PROBLEM TO SOLVE:
Please tell how many of the lines below contain "validate", using only a number.

INPUT DATA:
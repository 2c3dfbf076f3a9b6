use anyhow::Context;
use domain::models::RawDocument;
use shared::types::Result;
use std::fs;
use std::path::Path;

/// Loads a plain-text file as a single whole-document blob.
pub struct TextLoader;

impl TextLoader {
    pub fn load(path: &Path) -> Result<RawDocument> {
        let bytes = fs::read(path)
            .with_context(|| format!("Failed to read text file at {:?}", path))?;
        // Extraction output can carry stray bytes from garbled pages.
        let text = String::from_utf8_lossy(&bytes).into_owned();
        Ok(RawDocument {
            id: Self::document_id(path),
            source: path.to_path_buf(),
            text,
        })
    }

    pub fn load_all(paths: &[impl AsRef<Path>]) -> Result<Vec<RawDocument>> {
        paths.iter().map(|p| Self::load(p.as_ref())).collect()
    }

    fn document_id(path: &Path) -> String {
        path.file_stem()
            .map(|s| s.to_string_lossy().into_owned())
            .unwrap_or_else(|| path.to_string_lossy().into_owned())
    }
}

#[cfg(test)]
mod tests {
    use super::*;

    #[test]
    fn loads_whole_file_verbatim() {
        let dir = tempfile::tempdir().unwrap();
        let path = dir.path().join("gold.txt");
        fs::write(&path, "Deductible: $500\n\nDental: yes\n").unwrap();

        let doc = TextLoader::load(&path).unwrap();
        assert_eq!(doc.id, "gold");
        assert_eq!(doc.text, "Deductible: $500\n\nDental: yes\n");
        assert_eq!(doc.source, path);
    }

    #[test]
    fn invalid_utf8_is_replaced_not_rejected() {
        let dir = tempfile::tempdir().unwrap();
        let path = dir.path().join("bad.txt");
        fs::write(&path, [b'o', b'k', 0xff, b'!']).unwrap();
        let doc = TextLoader::load(&path).unwrap();
        assert_eq!(doc.text, "ok\u{fffd}!");
    }

    #[test]
    fn load_all_fails_on_first_missing_file() {
        let dir = tempfile::tempdir().unwrap();
        let present = dir.path().join("a.txt");
        fs::write(&present, "a").unwrap();
        let missing = dir.path().join("b.txt");
        assert!(TextLoader::load_all(&[present, missing]).is_err());
    }
}
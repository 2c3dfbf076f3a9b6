use domain::models::{Embedding, TextChunk};
use domain::ports::EmbeddingModel;
use shared::types::Result;
use tracing::debug;

/// Embeds chunks one remote call at a time, in chunk order.
pub struct Embedder<'a, E> {
    model: &'a E,
}

impl<'a, E: EmbeddingModel> Embedder<'a, E> {
    pub fn new(model: &'a E) -> Self {
        Self { model }
    }

    pub async fn generate_embeddings(&self, chunks: &[TextChunk]) -> Result<Vec<Embedding>> {
        let mut embeddings = Vec::with_capacity(chunks.len());
        for chunk in chunks {
            debug!(chunk = %chunk.id, "embedding chunk");
            let vector = self.model.embed(&chunk.text).await?;
            embeddings.push(Embedding {
                chunk: chunk.clone(),
                vector,
            });
        }
        Ok(embeddings)
    }
}
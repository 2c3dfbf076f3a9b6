//! Prompt templates sent to the language model.

use crate::models::{Criteria, Transcript};

const QA_TEMPLATE: &str = "Use the following pieces of context to answer the question at the end. \
If you don't know the answer, just say that you don't know, don't try to make up an answer.\n\n\
{context}\n\nQuestion: {question}\nHelpful Answer:";

const COMPARISON_TEMPLATE: &str = "I want you to act as an expert in insurance policies. \
I have asked two companies about their insurance policies and here are their answers:\n\
{summary_of_answers}\n\
I am looking for insurance for a {company_description}. \
I want you to tell me which company is better and why.\n\
Give me a rating (x out of 10) for the following categories for each company separately \
with a short explanation (10 words max) for each category:\n\
{final_criteria}\n\
Your answer and final recommendation after the rating:\n";

/// Question-answering prompt over retrieved context. Chunks are joined
/// verbatim, separated by a blank line.
pub fn qa_prompt(context_chunks: &[&str], question: &str) -> String {
    let context = context_chunks.join("\n\n");
    QA_TEMPLATE
        .replacen("{question}", question, 1)
        .replacen("{context}", &context, 1)
}

/// The single comparison prompt. All three inputs are embedded verbatim.
pub fn comparison_prompt(
    transcript: &Transcript,
    company_description: &str,
    criteria: &Criteria,
) -> String {
    // Each placeholder precedes any inserted text, so the first match is always the template's.
    COMPARISON_TEMPLATE
        .replacen("{final_criteria}", &criteria.render(), 1)
        .replacen("{company_description}", company_description, 1)
        .replacen("{summary_of_answers}", &transcript.render(), 1)
}
use shared::types::Result;
use std::future::Future;
use std::path::Path;
use std::time::Duration;

/// Turns a source document into plain text written to `destination`.
pub trait TextExtractor {
    fn extract_to(&self, source: &Path, destination: &Path) -> Result<String>;
}

/// Remote text embedding endpoint.
pub trait EmbeddingModel {
    fn embed(&self, text: &str) -> impl Future<Output = Result<Vec<f32>>> + Send;

    /// Identifier used to key cached vectors.
    fn model_id(&self) -> &str;
}

#[derive(Debug, Clone, PartialEq)]
pub struct CompletionRequest {
    pub prompt: String,
    pub temperature: f32,
    /// `None` leaves the client default in place.
    pub timeout: Option<Duration>,
}

impl CompletionRequest {
    /// A deterministic-leaning request: temperature 0, no explicit timeout.
    pub fn deterministic(prompt: impl Into<String>) -> Self {
        Self {
            prompt: prompt.into(),
            temperature: 0.0,
            timeout: None,
        }
    }

    pub fn with_timeout(mut self, timeout: Duration) -> Self {
        self.timeout = Some(timeout);
        self
    }
}

/// Remote language model generating a single non-streamed completion.
pub trait CompletionModel {
    fn complete(
        &self,
        request: CompletionRequest,
    ) -> impl Future<Output = Result<String>> + Send;
}
use std::path::{Path, PathBuf};

pub fn is_pdf_file(path: &Path) -> bool {
    let ext = path.extension().and_then(|e| e.to_str()).unwrap_or("");
    ext.eq_ignore_ascii_case("pdf")
}

/// Plain-text sibling of a staged PDF.
///
/// `plan.pdf` maps to `plan.txt`. Any other name keeps its full file name and
/// gains `.txt` (`plan.PDF` maps to `plan.PDF.txt`), so two distinct uploads
/// never share a text file and an upload is never its own text file.
pub fn text_path_for(pdf_path: &Path) -> PathBuf {
    if pdf_path.extension().and_then(|e| e.to_str()) == Some("pdf") {
        return pdf_path.with_extension("txt");
    }
    let mut name = pdf_path.as_os_str().to_os_string();
    name.push(".txt");
    PathBuf::from(name)
}

/// Split a newline-delimited text area into trimmed, non-empty lines.
pub fn non_empty_lines(text: &str) -> Vec<String> {
    text.split('\n')
        .map(str::trim)
        .filter(|line| !line.is_empty())
        .map(String::from)
        .collect()
}
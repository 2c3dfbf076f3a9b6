use serde::{Deserialize, Serialize};
use std::path::PathBuf;

/// A named PDF plan as handed over by the front end.
#[derive(Debug, Clone, PartialEq, Eq, Serialize, Deserialize)]
pub struct PlanDocument {
    pub name: String,
    pub pdf_path: PathBuf,
}

impl PlanDocument {
    pub fn new(name: impl Into<String>, pdf_path: impl Into<PathBuf>) -> Self {
        Self {
            name: name.into(),
            pdf_path: pdf_path.into(),
        }
    }
}

/// Whole-document text loaded from a plain-text extraction.
#[derive(Debug, Clone, PartialEq, Eq, Serialize, Deserialize)]
pub struct RawDocument {
    pub id: String,
    pub source: PathBuf,
    pub text: String,
}

/// A contiguous slice of a [`RawDocument`].
///
/// `start` is a character offset, not a byte offset.
#[derive(Debug, Clone, PartialEq, Eq, Serialize, Deserialize)]
pub struct TextChunk {
    pub id: String,
    pub document_id: String,
    pub index: usize,
    pub start: usize,
    pub text: String,
}

#[derive(Debug, Clone, PartialEq, Serialize, Deserialize)]
pub struct Embedding {
    pub chunk: TextChunk,
    pub vector: Vec<f32>,
}

/// A retrieved chunk with its similarity to the query (higher is closer).
#[derive(Debug, Clone, PartialEq, Serialize, Deserialize)]
pub struct ScoredChunk {
    pub chunk: TextChunk,
    pub score: f32,
}

#[derive(Debug, Clone, PartialEq, Eq, Serialize, Deserialize)]
pub struct QaPair {
    pub question: String,
    pub answer_a: String,
    pub answer_b: String,
}

/// Running record of every question asked against both plans.
#[derive(Debug, Clone, PartialEq, Eq, Serialize, Deserialize)]
pub struct Transcript {
    pub name_a: String,
    pub name_b: String,
    pub pairs: Vec<QaPair>,
}

impl Transcript {
    pub fn new(name_a: impl Into<String>, name_b: impl Into<String>) -> Self {
        Self {
            name_a: name_a.into(),
            name_b: name_b.into(),
            pairs: Vec::new(),
        }
    }

    pub fn push(&mut self, question: &str, answer_a: String, answer_b: String) {
        self.pairs.push(QaPair {
            question: question.to_string(),
            answer_a,
            answer_b,
        });
    }

    pub fn len(&self) -> usize {
        self.pairs.len()
    }

    pub fn is_empty(&self) -> bool {
        self.pairs.is_empty()
    }

    /// Render the transcript in the layout the comparison prompt embeds.
    pub fn render(&self) -> String {
        let mut out = String::new();
        for pair in &self.pairs {
            out.push_str(&format!("Question: {}\n", pair.question));
            out.push_str(&format!(
                "{} answer: {};\n {} answer: {}\n",
                self.name_a, pair.answer_a, self.name_b, pair.answer_b
            ));
        }
        out
    }
}

/// Ordered decision dimensions, numbered only when rendered.
#[derive(Debug, Clone, Default, PartialEq, Eq, Serialize, Deserialize)]
pub struct Criteria {
    items: Vec<String>,
}

impl Criteria {
    pub fn new(items: Vec<String>) -> Self {
        Self { items }
    }

    pub fn items(&self) -> &[String] {
        &self.items
    }

    pub fn render(&self) -> String {
        self.items
            .iter()
            .enumerate()
            .map(|(i, c)| format!("{}. {}\n", i + 1, c))
            .collect()
    }
}

/// The model's comparison output, passed through unparsed.
#[derive(Debug, Clone, PartialEq, Eq, Serialize, Deserialize)]
pub struct Recommendation {
    pub text: String,
}
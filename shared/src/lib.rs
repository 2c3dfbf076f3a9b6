pub mod confirmation;
pub mod telemetry;
pub mod types;
pub mod utils;
use std::time::{Duration, Instant};
use tracing_subscriber::EnvFilter;

/// Wall-clock timer for a single comparison run.
pub struct Telemetry {
    start: Instant,
}

impl Telemetry {
    pub fn new() -> Self {
        Self {
            start: Instant::now(),
        }
    }

    pub fn elapsed(&self) -> Duration {
        self.start.elapsed()
    }
}

impl Default for Telemetry {
    fn default() -> Self {
        Self::new()
    }
}

/// Install the stderr log subscriber.
///
/// `RUST_LOG` wins when set; otherwise the level is `info`, or `debug` when
/// `verbose` is requested. Calling this twice is harmless.
pub fn init_tracing(verbose: bool) {
    let default_level = if verbose { "debug" } else { "info" };
    let filter = EnvFilter::try_from_default_env()
        .unwrap_or_else(|_| EnvFilter::new(default_level));
    let _ = tracing_subscriber::fmt()
        .with_env_filter(filter)
        .with_target(false)
        .with_writer(std::io::stderr)
        .try_init();
}
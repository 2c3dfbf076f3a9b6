pub mod config;
pub mod document_loader;
pub mod embedder;
pub mod embedding_storage;
pub mod openai_client;
pub mod pdf_loader;
pub mod search;
pub mod staging;
pub mod text_splitter;
pub mod vector_index;
use shared::types::Result;

pub fn copy_to_clipboard(text: &str) -> Result<()> {
    let mut clipboard = arboard::Clipboard::new()?;
    clipboard.set_text(text.to_string())?;
    Ok(())
}
use anyhow::{anyhow, bail, Context};
use dotenvy::dotenv;
use serde::Deserialize;
use shared::types::Result;
use std::env;
use std::fs;
use std::path::{Path, PathBuf};
use std::time::Duration;

pub const DEFAULT_CONFIG_PATH: &str = "config.yml";
pub const DEFAULT_BASE_URL: &str = "https://api.openai.com/v1";
pub const DEFAULT_CHAT_MODEL: &str = "gpt-4o-mini";
pub const DEFAULT_EMBEDDING_MODEL: &str = "text-embedding-3-small";

/// On-disk YAML layout. Every field is optional so a partial file works.
#[derive(Debug, Default, Deserialize)]
struct ConfigFile {
    #[serde(rename = "OPENAI_KEY")]
    openai_key: Option<String>,
    base_url: Option<String>,
    chat_model: Option<String>,
    embedding_model: Option<String>,
    chunk_size: Option<usize>,
    chunk_overlap: Option<usize>,
    top_k: Option<usize>,
    summary_timeout_secs: Option<u64>,
    data_dir: Option<PathBuf>,
    cache_db: Option<PathBuf>,
}

#[derive(Debug, Clone, PartialEq)]
pub struct Config {
    pub openai_key: String,
    pub base_url: String,
    pub chat_model: String,
    pub embedding_model: String,
    pub chunk_size: usize,
    pub chunk_overlap: usize,
    pub top_k: usize,
    pub summary_timeout: Duration,
    pub data_dir: PathBuf,
    pub cache_db: Option<PathBuf>,
}

impl Config {
    /// Load `.env`, then the YAML file, then environment overrides.
    ///
    /// `path == None` means the default `config.yml`, which may be absent as
    /// long as the credential is available from the environment.
    pub fn load(path: Option<&Path>) -> Result<Self> {
        dotenv().ok();
        let file = match path {
            Some(path) => Self::read_file(path)?,
            None => {
                let default = Path::new(DEFAULT_CONFIG_PATH);
                if default.exists() {
                    Self::read_file(default)?
                } else {
                    ConfigFile::default()
                }
            }
        };
        Self::resolve(file, |key| env::var(key).ok())
    }

    fn read_file(path: &Path) -> Result<ConfigFile> {
        let raw = fs::read_to_string(path)
            .with_context(|| format!("Failed to read config file at {:?}", path))?;
        if raw.trim().is_empty() {
            return Ok(ConfigFile::default());
        }
        serde_yaml::from_str(&raw)
            .with_context(|| format!("Failed to parse config file at {:?}", path))
    }

    fn resolve(file: ConfigFile, var: impl Fn(&str) -> Option<String>) -> Result<Self> {
        let openai_key = var("OPENAI_API_KEY")
            .or(file.openai_key)
            .filter(|k| !k.trim().is_empty())
            .ok_or_else(|| {
                anyhow!(
                    "Missing API credential: set OPENAI_KEY in the config file or OPENAI_API_KEY"
                )
            })?;

        let config = Self {
            openai_key,
            base_url: var("OPENAI_BASE_URL")
                .or(file.base_url)
                .unwrap_or_else(|| DEFAULT_BASE_URL.to_string()),
            chat_model: var("PLAN_COMPARE_CHAT_MODEL")
                .or(file.chat_model)
                .unwrap_or_else(|| DEFAULT_CHAT_MODEL.to_string()),
            embedding_model: var("PLAN_COMPARE_EMBEDDING_MODEL")
                .or(file.embedding_model)
                .unwrap_or_else(|| DEFAULT_EMBEDDING_MODEL.to_string()),
            chunk_size: file.chunk_size.unwrap_or(1000),
            chunk_overlap: file.chunk_overlap.unwrap_or(500),
            top_k: file.top_k.unwrap_or(4),
            summary_timeout: Duration::from_secs(file.summary_timeout_secs.unwrap_or(60)),
            data_dir: file.data_dir.unwrap_or_else(|| PathBuf::from("data")),
            cache_db: var("PLAN_COMPARE_CACHE_DB").map(PathBuf::from).or(file.cache_db),
        };
        config.validate()?;
        Ok(config)
    }

    fn validate(&self) -> Result<()> {
        if self.chunk_size == 0 {
            bail!("chunk_size must be greater than zero");
        }
        if self.chunk_overlap >= self.chunk_size {
            bail!(
                "chunk_overlap ({}) must be less than chunk_size ({})",
                self.chunk_overlap,
                self.chunk_size
            );
        }
        if self.top_k == 0 {
            bail!("top_k must be greater than zero");
        }
        Ok(())
    }
}
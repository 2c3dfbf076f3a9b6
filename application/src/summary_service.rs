use domain::models::{Criteria, Recommendation, Transcript};
use domain::ports::{CompletionModel, CompletionRequest};
use domain::prompts::comparison_prompt;
use shared::types::Result;
use std::time::Duration;
use tracing::info;

/// Turns a finished transcript into the final recommendation.
pub struct ComparativeSummarizer<'a, C> {
    llm: &'a C,
    timeout: Duration,
}

impl<'a, C: CompletionModel> ComparativeSummarizer<'a, C> {
    pub fn new(llm: &'a C, timeout: Duration) -> Self {
        Self { llm, timeout }
    }

    pub async fn summarize(
        &self,
        transcript: &Transcript,
        company_description: &str,
        criteria: &Criteria,
    ) -> Result<Recommendation> {
        let prompt = comparison_prompt(transcript, company_description, criteria);
        info!(questions = transcript.len(), "requesting comparative recommendation");
        let text = self
            .llm
            .complete(CompletionRequest::deterministic(prompt).with_timeout(self.timeout))
            .await?;
        Ok(Recommendation { text })
    }
}
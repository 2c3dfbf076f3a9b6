use domain::ports::{CompletionModel, CompletionRequest, EmbeddingModel};
use domain::prompts::qa_prompt;
use infrastructure::vector_index::InMemoryVectorIndex;
use shared::types::Result;
use tracing::debug;

/// "Stuff" retrieval QA over a single plan's index.
pub struct RetrievalQa<'a, E, C> {
    embedder: &'a E,
    llm: &'a C,
    index: &'a InMemoryVectorIndex,
    top_k: usize,
}

impl<'a, E: EmbeddingModel, C: CompletionModel> RetrievalQa<'a, E, C> {
    pub fn new(embedder: &'a E, llm: &'a C, index: &'a InMemoryVectorIndex, top_k: usize) -> Self {
        Self {
            embedder,
            llm,
            index,
            top_k,
        }
    }

    /// Embed the question, pull the nearest chunks and ask the model once.
    pub async fn run(&self, question: &str) -> Result<String> {
        let query = self.embedder.embed(question).await?;
        let hits = self.index.search(&query, self.top_k);
        debug!(hits = hits.len(), "retrieved context");

        let context: Vec<&str> = hits.iter().map(|hit| hit.chunk.text.as_str()).collect();
        let prompt = qa_prompt(&context, question);
        let answer = self
            .llm
            .complete(CompletionRequest::deterministic(prompt))
            .await?;
        Ok(answer.trim().to_string())
    }
}
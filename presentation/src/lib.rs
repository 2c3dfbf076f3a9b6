pub mod cli;
pub mod clipboard;
pub mod defaults;
use crate::qa_service::RetrievalQa;
use crate::summary_service::ComparativeSummarizer;
use crate::vectorize_service::{DatasetVectorizer, VectorizedDataset};
use domain::models::{Criteria, PlanDocument, Recommendation, Transcript};
use domain::ports::{CompletionModel, EmbeddingModel, TextExtractor};
use infrastructure::{config::Config, embedding_storage::EmbeddingStorage, staging::DataDir};
use shared::types::Result;
use std::path::{Path, PathBuf};
use std::time::Duration;
use tracing::{info, warn};

#[derive(Debug, Clone, PartialEq)]
pub struct ComparisonSettings {
    pub chunk_size: usize,
    pub chunk_overlap: usize,
    pub top_k: usize,
    pub summary_timeout: Duration,
}

impl Default for ComparisonSettings {
    fn default() -> Self {
        Self {
            chunk_size: 1000,
            chunk_overlap: 500,
            top_k: 4,
            summary_timeout: Duration::from_secs(60),
        }
    }
}

impl ComparisonSettings {
    pub fn from_config(config: &Config) -> Self {
        Self {
            chunk_size: config.chunk_size,
            chunk_overlap: config.chunk_overlap,
            top_k: config.top_k,
            summary_timeout: config.summary_timeout,
        }
    }
}

/// Everything a single comparison run needs from the user.
#[derive(Debug, Clone)]
pub struct ComparisonRequest {
    pub plan_a: Option<PlanDocument>,
    pub plan_b: Option<PlanDocument>,
    pub company_description: String,
    pub questions: Vec<String>,
    pub criteria: Criteria,
}

impl ComparisonRequest {
    /// Both uploads are present.
    pub fn is_ready(&self) -> bool {
        self.plan_a.is_some() && self.plan_b.is_some()
    }
}

#[derive(Debug, Clone)]
pub struct ComparisonOutcome {
    pub transcript: Transcript,
    pub recommendation: Recommendation,
}

/// One linear pass: stage, extract, index each plan, interrogate both, summarize.
pub struct ComparisonWorkflow<X, E, C> {
    extractor: X,
    embedder: E,
    llm: C,
    data_dir: DataDir,
    settings: ComparisonSettings,
    cache: Option<EmbeddingStorage>,
}

impl<X, E, C> ComparisonWorkflow<X, E, C>
where
    X: TextExtractor,
    E: EmbeddingModel,
    C: CompletionModel,
{
    pub fn new(
        extractor: X,
        embedder: E,
        llm: C,
        data_dir: DataDir,
        settings: ComparisonSettings,
    ) -> Self {
        Self {
            extractor,
            embedder,
            llm,
            data_dir,
            settings,
            cache: None,
        }
    }

    pub fn with_cache(mut self, cache: EmbeddingStorage) -> Self {
        self.cache = Some(cache);
        self
    }

    pub fn embedder(&self) -> &E {
        &self.embedder
    }

    pub fn llm(&self) -> &C {
        &self.llm
    }

    /// Returns `Ok(None)` without touching anything when a plan is missing.
    pub async fn run(&self, request: &ComparisonRequest) -> Result<Option<ComparisonOutcome>> {
        let (Some(plan_a), Some(plan_b)) = (&request.plan_a, &request.plan_b) else {
            info!("waiting for both plan documents");
            return Ok(None);
        };

        let (text_a, text_b) = self.prepare(plan_a, plan_b)?;
        info!("files loaded successfully");

        let dataset_a = self.vectorize(&text_a).await?;
        let dataset_b = self.vectorize(&text_b).await?;
        info!(
            chunks_a = dataset_a.chunks.len(),
            chunks_b = dataset_b.chunks.len(),
            "files vectorized successfully"
        );

        let top_k = self.settings.top_k;
        let qa_a = RetrievalQa::new(&self.embedder, &self.llm, &dataset_a.index, top_k);
        let qa_b = RetrievalQa::new(&self.embedder, &self.llm, &dataset_b.index, top_k);

        let mut transcript = Transcript::new(plan_a.name.as_str(), plan_b.name.as_str());
        for question in &request.questions {
            info!(%question, "asking");
            let answer_a = qa_a.run(question).await?;
            let answer_b = qa_b.run(question).await?;
            transcript.push(question, answer_a, answer_b);
        }

        let recommendation = ComparativeSummarizer::new(&self.llm, self.settings.summary_timeout)
            .summarize(&transcript, &request.company_description, &request.criteria)
            .await?;

        Ok(Some(ComparisonOutcome {
            transcript,
            recommendation,
        }))
    }

    /// Stage both uploads, then extract both. A same-named pair collides and
    /// both sides read the second upload.
    fn prepare(
        &self,
        plan_a: &PlanDocument,
        plan_b: &PlanDocument,
    ) -> Result<(PathBuf, PathBuf)> {
        let staged_a = self.data_dir.stage(&plan_a.pdf_path)?;
        let staged_b = self.data_dir.stage(&plan_b.pdf_path)?;
        let text_a = self.data_dir.text_path(&staged_a);
        let text_b = self.data_dir.text_path(&staged_b);
        if staged_a == staged_b || text_a == text_b || DataDir::same_file(&staged_a, &staged_b) {
            warn!(
                path = %staged_b.display(),
                "both plans resolve to one staged file; the second upload overwrote the first"
            );
        }

        self.extractor.extract_to(&staged_a, &text_a)?;
        self.extractor.extract_to(&staged_b, &text_b)?;
        Ok((text_a, text_b))
    }

    async fn vectorize(&self, text_path: &Path) -> Result<VectorizedDataset> {
        DatasetVectorizer::new(&self.embedder)
            .with_cache(self.cache.as_ref())
            .vectorize(&[text_path], self.settings.chunk_size, self.settings.chunk_overlap)
            .await
    }
}
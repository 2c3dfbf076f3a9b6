use anyhow::anyhow;
use domain::models::{Embedding, TextChunk};
use rusqlite::{params, Connection, OptionalExtension, Result as SqlResult};
use shared::types::Result;
use std::path::Path;
use std::sync::{Mutex, MutexGuard};

/// SQLite store of chunk embeddings keyed by a document content digest.
pub struct EmbeddingStorage {
    conn: Mutex<Connection>,
}

impl EmbeddingStorage {
    pub fn new(db_path: impl AsRef<Path>) -> Result<Self> {
        if let Some(parent) = db_path.as_ref().parent() {
            if !parent.as_os_str().is_empty() {
                std::fs::create_dir_all(parent)?;
            }
        }
        let conn = Connection::open(db_path)?;
        Self::setup_db(&conn)?;
        Ok(Self {
            conn: Mutex::new(conn),
        })
    }

    pub fn in_memory() -> Result<Self> {
        let conn = Connection::open_in_memory()?;
        Self::setup_db(&conn)?;
        Ok(Self {
            conn: Mutex::new(conn),
        })
    }

    fn setup_db(conn: &Connection) -> SqlResult<()> {
        conn.execute_batch(
            "
            PRAGMA synchronous=NORMAL;
            CREATE TABLE IF NOT EXISTS documents (
                digest TEXT PRIMARY KEY,
                chunk_count INTEGER NOT NULL
            );
            CREATE TABLE IF NOT EXISTS embeddings (
                digest TEXT NOT NULL,
                chunk_index INTEGER NOT NULL,
                chunk_id TEXT NOT NULL,
                document_id TEXT NOT NULL,
                start INTEGER NOT NULL,
                text TEXT NOT NULL,
                vector BLOB NOT NULL,
                PRIMARY KEY (digest, chunk_index)
            );
        ",
        )
    }

    fn lock(&self) -> Result<MutexGuard<'_, Connection>> {
        self.conn
            .lock()
            .map_err(|_| anyhow!("embedding cache lock poisoned"))
    }

    /// Cache key for a document's chunk vectors under the given settings.
    pub fn digest(model: &str, chunk_size: usize, chunk_overlap: usize, text: &str) -> String {
        let key = format!("{model}\u{0}{chunk_size}\u{0}{chunk_overlap}\u{0}{text}");
        format!("{:x}", md5::compute(key.as_bytes()))
    }

    /// Replace everything stored under `digest` with `embeddings`.
    pub fn insert_embeddings(&self, digest: &str, embeddings: &[Embedding]) -> Result<()> {
        let mut conn = self.lock()?;
        let tx = conn.transaction()?;
        tx.execute("DELETE FROM embeddings WHERE digest = ?1", params![digest])?;
        {
            let mut stmt = tx.prepare(
                "INSERT INTO embeddings
                     (digest, chunk_index, chunk_id, document_id, start, text, vector)
                 VALUES (?1, ?2, ?3, ?4, ?5, ?6, ?7)",
            )?;
            for embedding in embeddings {
                let chunk = &embedding.chunk;
                let vector_bytes = serde_json::to_vec(&embedding.vector)?;
                stmt.execute(params![
                    digest,
                    chunk.index as i64,
                    chunk.id,
                    chunk.document_id,
                    chunk.start as i64,
                    chunk.text,
                    vector_bytes
                ])?;
            }
        }
        tx.execute(
            "INSERT OR REPLACE INTO documents (digest, chunk_count) VALUES (?1, ?2)",
            params![digest, embeddings.len() as i64],
        )?;
        tx.commit()?;
        Ok(())
    }

    /// Stored embeddings in chunk order, or `None` if the digest is unknown
    /// or its rows are incomplete.
    pub fn get_embeddings(&self, digest: &str) -> Result<Option<Vec<Embedding>>> {
        let conn = self.lock()?;
        let expected: Option<i64> = conn
            .query_row(
                "SELECT chunk_count FROM documents WHERE digest = ?1",
                [digest],
                |row| row.get(0),
            )
            .optional()?;
        let Some(expected) = expected else {
            return Ok(None);
        };

        let mut stmt = conn.prepare(
            "SELECT chunk_index, chunk_id, document_id, start, text, vector
             FROM embeddings WHERE digest = ?1 ORDER BY chunk_index",
        )?;
        let mut rows = stmt.query([digest])?;
        let mut embeddings = Vec::new();
        while let Some(row) = rows.next()? {
            let index: i64 = row.get(0)?;
            let start: i64 = row.get(3)?;
            let vector_bytes: Vec<u8> = row.get(5)?;
            embeddings.push(Embedding {
                chunk: TextChunk {
                    index: index as usize,
                    id: row.get(1)?,
                    document_id: row.get(2)?,
                    start: start as usize,
                    text: row.get(4)?,
                },
                vector: serde_json::from_slice(&vector_bytes)?,
            });
        }
        if embeddings.len() as i64 != expected {
            return Ok(None);
        }
        Ok(Some(embeddings))
    }
}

TASK OUTPUT:
2